ICE planea millonaria inversión en guantes de descarga eléctrica para sus agentes de campo

​Por El Latino Newsroom

La medida, revelada a través de un aviso de previsión de contrataciones publicado por el Departamento de Seguridad Nacional (DHS), busca dotar al personal de campo de herramientas avanzadas para la contención y desescalada de conflictos durante los arrestos migratorios.

​La licitación se centra en la adquisición del modelo CTG 5 G.L.O.V.E. (Generador de Emisión de Bajo Voltaje de Salida), fabricado por la firma Compliant Technologies LLC. De concretarse el proceso de contratación, las entregas de los dispositivos estarían programadas para completarse antes del 31 de marzo de 2027. Los equipos serán destinados a los efectivos de Investigaciones de Seguridad Nacional (HSI) y de Operaciones de Ejecución y Remoción (ERO).

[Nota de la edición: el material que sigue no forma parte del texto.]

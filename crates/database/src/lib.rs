//! # Trader Storage
//!
//! This crate is the storage service of the trader runner: it loads traders,
//! users, strategies and exchange accounts, and can persist the trader event log.
//!
//! ## Public API
//!
//! - `TraderStore`: the abstract storage interface the lifecycle controller consumes.
//! - `DbRepository`: the PostgreSQL implementation, built on a `PgPool`.
//! - `MemoryStore`: an in-memory implementation for dry runs and tests.
//! - `DbLogSink`: an `EventSink` writing events to the `trader_logs` table.
//! - `connect` / `run_migrations`: pool construction and schema setup.
//! - `DbError`: the specific error types that can be returned from this crate.

// Declare the modules that constitute this crate.
pub mod connection;
pub mod error;
pub mod log_sink;
pub mod repository;
pub mod store;

// Re-export the key components to create a clean, public-facing API.
pub use connection::{connect, run_migrations};
pub use error::DbError;
pub use log_sink::DbLogSink;
pub use repository::DbRepository;
pub use store::{MemoryStore, TraderStore};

​Esta iniciativa coincide con la intensificación de las metas operativas impulsadas por la administración del presidente Donald Trump, que ha fijado un objetivo de aproximadamente 2.000 arrestos diarios en todo el territorio estadounidense, lo que ha elevado el escrutinio sobre los métodos y tácticas empleados por las fuerzas federales.

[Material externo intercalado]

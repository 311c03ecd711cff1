//! # Trader Execution Engine
//!
//! The lifecycle controller of trader runs. [`TraderExecutor`] loads a trader
//! from the storage service, builds its sandbox and exchange bindings,
//! registers the run in the [`Registry`] and launches the strategy script as
//! an independent task. Runs are stopped cooperatively through the sandbox's
//! interruption channel.

use configuration::{ExchangesConfig, SandboxConfig};
use core_types::{TraderId, UserId};
use database::TraderStore;
use events::{EventSink, TraderLogger};
use sandbox::{BindingFactory, Sandbox, ScriptError, TraderControl};
use std::sync::Arc;
use std::time::Duration;

pub mod error;
pub mod instance;
pub mod registry;

// --- Public API ---
pub use error::EngineError;
pub use instance::{ExecutionInstance, RUNNING_MESSAGE, STOPPED_MESSAGE};
pub use registry::Registry;

/// Runs the teardown of a run when dropped, so it happens on every exit path
/// of the script thread, unwinding included.
struct Teardown(Arc<ExecutionInstance>);

impl Drop for Teardown {
    fn drop(&mut self) {
        self.0.finish();
    }
}

/// The body of a trader's task, executed on the blocking pool.
fn run_script(instance: Arc<ExecutionInstance>, mut sandbox: Sandbox) {
    let _teardown = Teardown(Arc::clone(&instance));
    let control = instance.control();

    control.mark_started();
    control.logger().info(RUNNING_MESSAGE);

    let script = &control.strategy().script;
    let outcome = std::panic::catch_unwind(std::panic::AssertUnwindSafe(|| sandbox.run(script)))
        .unwrap_or_else(|payload| Err(ScriptError::Runtime(panic_message(payload.as_ref()))));

    match outcome {
        Ok(()) => tracing::info!(trader_id = control.id(), "Strategy script completed."),
        Err(ScriptError::Halted) => tracing::info!(trader_id = control.id(), "Strategy script halted."),
        Err(ScriptError::Runtime(e)) => {
            tracing::warn!(trader_id = control.id(), error = %e, "Strategy script failed.");
            control.logger().error(e);
        }
    }
}

fn panic_message(payload: &(dyn std::any::Any + Send)) -> String {
    let detail = payload
        .downcast_ref::<&str>()
        .map(|s| s.to_string())
        .or_else(|| payload.downcast_ref::<String>().cloned())
        .unwrap_or_else(|| "unknown cause".to_string());
    format!("Strategy script panicked: {}", detail)
}

/// The lifecycle controller: start, stop and cleanup of trader runs.
#[derive(Clone)]
pub struct TraderExecutor {
    store: Arc<dyn TraderStore>,
    sink: Arc<dyn EventSink>,
    registry: Registry,
    factory: BindingFactory,
    sandbox_config: SandboxConfig,
}

impl TraderExecutor {
    pub fn new(
        store: Arc<dyn TraderStore>,
        sink: Arc<dyn EventSink>,
        sandbox_config: SandboxConfig,
        exchanges_config: ExchangesConfig,
    ) -> Self {
        Self {
            store,
            sink,
            registry: Registry::new(),
            factory: BindingFactory::new(exchanges_config),
            sandbox_config,
        }
    }

    /// The registry of this executor, for read-only introspection.
    pub fn registry(&self) -> &Registry {
        &self.registry
    }

    /// Starts a run of the trader.
    ///
    /// Returns as soon as the run is launched. Starting a trader that is
    /// already running is a no-op. Every error is raised before anything is
    /// registered or spawned; what happens to the run afterwards is only
    /// visible through the event stream and the registry.
    pub async fn start(&self, id: TraderId) -> Result<(), EngineError> {
        if self.registry.is_running(id).await {
            tracing::debug!(trader_id = id, "Trader is already running.");
            return Ok(());
        }

        let trader = self.store.get_trader(id).await?;
        let user = self.store.get_user(trader.user_id).await?;
        if !trader.has_strategy() {
            return Err(EngineError::Configuration(format!(
                "Trader {} has no strategy selected",
                id
            )));
        }
        let strategy = self.store.get_strategy(trader.strategy_id).await?;
        let configs = self.store.get_exchange_configs(&user, trader.id).await?;

        let logger = TraderLogger::global(trader.id, Arc::clone(&self.sink));
        let mut sandbox = Sandbox::new(&self.sandbox_config);
        let interrupts = sandbox.interrupt_handle();
        let exchanges = self.factory.build(trader.id, &configs, &interrupts, &logger)?;
        if exchanges.is_empty() {
            return Err(EngineError::Configuration(format!(
                "Trader {} has no exchange account",
                id
            )));
        }

        let control = Arc::new(TraderControl::new(
            trader,
            strategy,
            logger,
            interrupts.clone(),
            Duration::from_millis(self.sandbox_config.sleep_slice_ms),
        ));
        sandbox.bind_constants();
        sandbox.bind(&control, &exchanges);

        let instance = Arc::new(ExecutionInstance::new(control, exchanges, interrupts));
        if !self.registry.register(Arc::clone(&instance)).await {
            tracing::debug!(trader_id = id, "Trader was started concurrently.");
            return Ok(());
        }

        tracing::info!(
            trader_id = id,
            user_id = instance.user_id(),
            exchanges = instance.exchanges().len(),
            "Launching trader."
        );
        tokio::spawn(async move {
            let task = tokio::task::spawn_blocking(move || run_script(instance, sandbox));
            if let Err(e) = task.await {
                tracing::error!(trader_id = id, error = %e, "Trader task panicked.");
            }
        });
        Ok(())
    }

    /// Requests a halt of the trader's run and marks it idle.
    ///
    /// Does not wait for the script to observe the halt. Stopping a trader
    /// whose run already ended, or whose halt is still pending, succeeds.
    pub async fn stop(&self, id: TraderId) -> Result<(), EngineError> {
        let instance = self
            .registry
            .get(id)
            .await
            .ok_or_else(|| EngineError::NotFound(format!("Trader {}", id)))?;

        instance.halt();
        tracing::info!(trader_id = id, "Trader stop requested.");
        Ok(())
    }

    /// Stops every registered trader owned by `user_id` and returns how many
    /// were running. Entries whose run already ended are not counted.
    /// Continues past failures and reports the first one.
    pub async fn clean(&self, user_id: UserId) -> Result<usize, EngineError> {
        let mut stopped = 0;
        let mut first_error = None;

        for instance in self.registry.owned_by(user_id).await {
            let was_running = instance.is_running();
            match self.stop(instance.id()).await {
                Ok(()) if was_running => stopped += 1,
                Ok(()) => {}
                Err(e) => {
                    tracing::warn!(trader_id = instance.id(), user_id, error = %e, "Cleanup could not stop trader.");
                    if first_error.is_none() {
                        first_error = Some(e);
                    }
                }
            }
        }

        tracing::info!(user_id, stopped, "Cleaned up traders.");
        match first_error {
            Some(e) => Err(e),
            None => Ok(stopped),
        }
    }

    /// Stops every trader and waits for all of their runs to end, including
    /// runs already marked idle whose script has not observed its halt yet.
    pub async fn shutdown(&self) {
        let pending: Vec<_> = self
            .registry
            .instances()
            .await
            .into_iter()
            .filter(|instance| !instance.is_finished())
            .collect();
        for instance in &pending {
            instance.halt();
        }

        tracing::info!(count = pending.len(), "Waiting for traders to stop.");
        for instance in pending {
            instance.wait().await;
        }
    }
}
pub mod enums;
pub mod error;
pub mod structs;

// Re-export the core types to provide a clean public API.
pub use enums::{OrderSide, TraderStatus};
pub use error::CoreError;
pub use structs::{
    Credentials, ExchangeConfig, Strategy, StrategyId, TraderId, TraderRecord, User, UserId,
};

​El sistema G.L.O.V.E. está catalogado por la empresa fabricante como una herramienta portátil de desescalada que requiere contacto directo con la piel del sujeto para operar, siendo ineficaz a través de la indumentaria o el cabello.

​El dispositivo puede suministrar una descarga máxima de hasta 380 voltios destinada a inhibir movimientos musculares coordinados mediante la estimulación del sistema nervioso periférico. En cuanto a los tiempos de uso, los manuales técnicos del fabricante recomiendan aplicaciones de un máximo de 15 segundos y limitan el uso simultáneo a un par de guantes por individuo. Asimismo, la normativa de la empresa prohíbe el uso de la herramienta como método de castigo, así como su aplicación en personas pertenecientes a grupos vulnerables —mujeres embarazadas, menores de edad, adultos mayores o personas con discapacidades severas— o en respuesta a agresiones puramente verbales.

​Analistas en materia penitenciaria sostienen que esta tecnología permite un control más acelerado durante los forcejeos físicos, ofreciendo ventajas operativas para los agentes frente a sujetos que muestran resistencia activa.

​El anuncio de la posible adquisición de este equipamiento ha generado un inmediato rechazo entre organizaciones de defensa de los derechos de los inmigrantes y libertades civiles.

​Representantes del Centro Nacional de Leyes de Inmigración (NILC) calificaron la medida como un uso innecesario e indiscriminado de la fuerza dentro del sistema de aplicación de las leyes migratorias civiles. Asimismo, voceros de la Unión Estadounidense de Libertades Civiles (ACLU) expresaron su preocupación por el riesgo de que la utilización de estos dispositivos invisibles incremente el margen para potenciales abusos o la aplicación indeseada de dolor durante los operativos de detención.

​A la fecha de publicación, ni el Departamento de Seguridad Nacional ni la empresa manufacturera Compliant Technologies han emitido declaraciones oficiales adicionales respecto a los plazos específicos de implementación o la cantidad exacta de unidades que se prevé adquirir.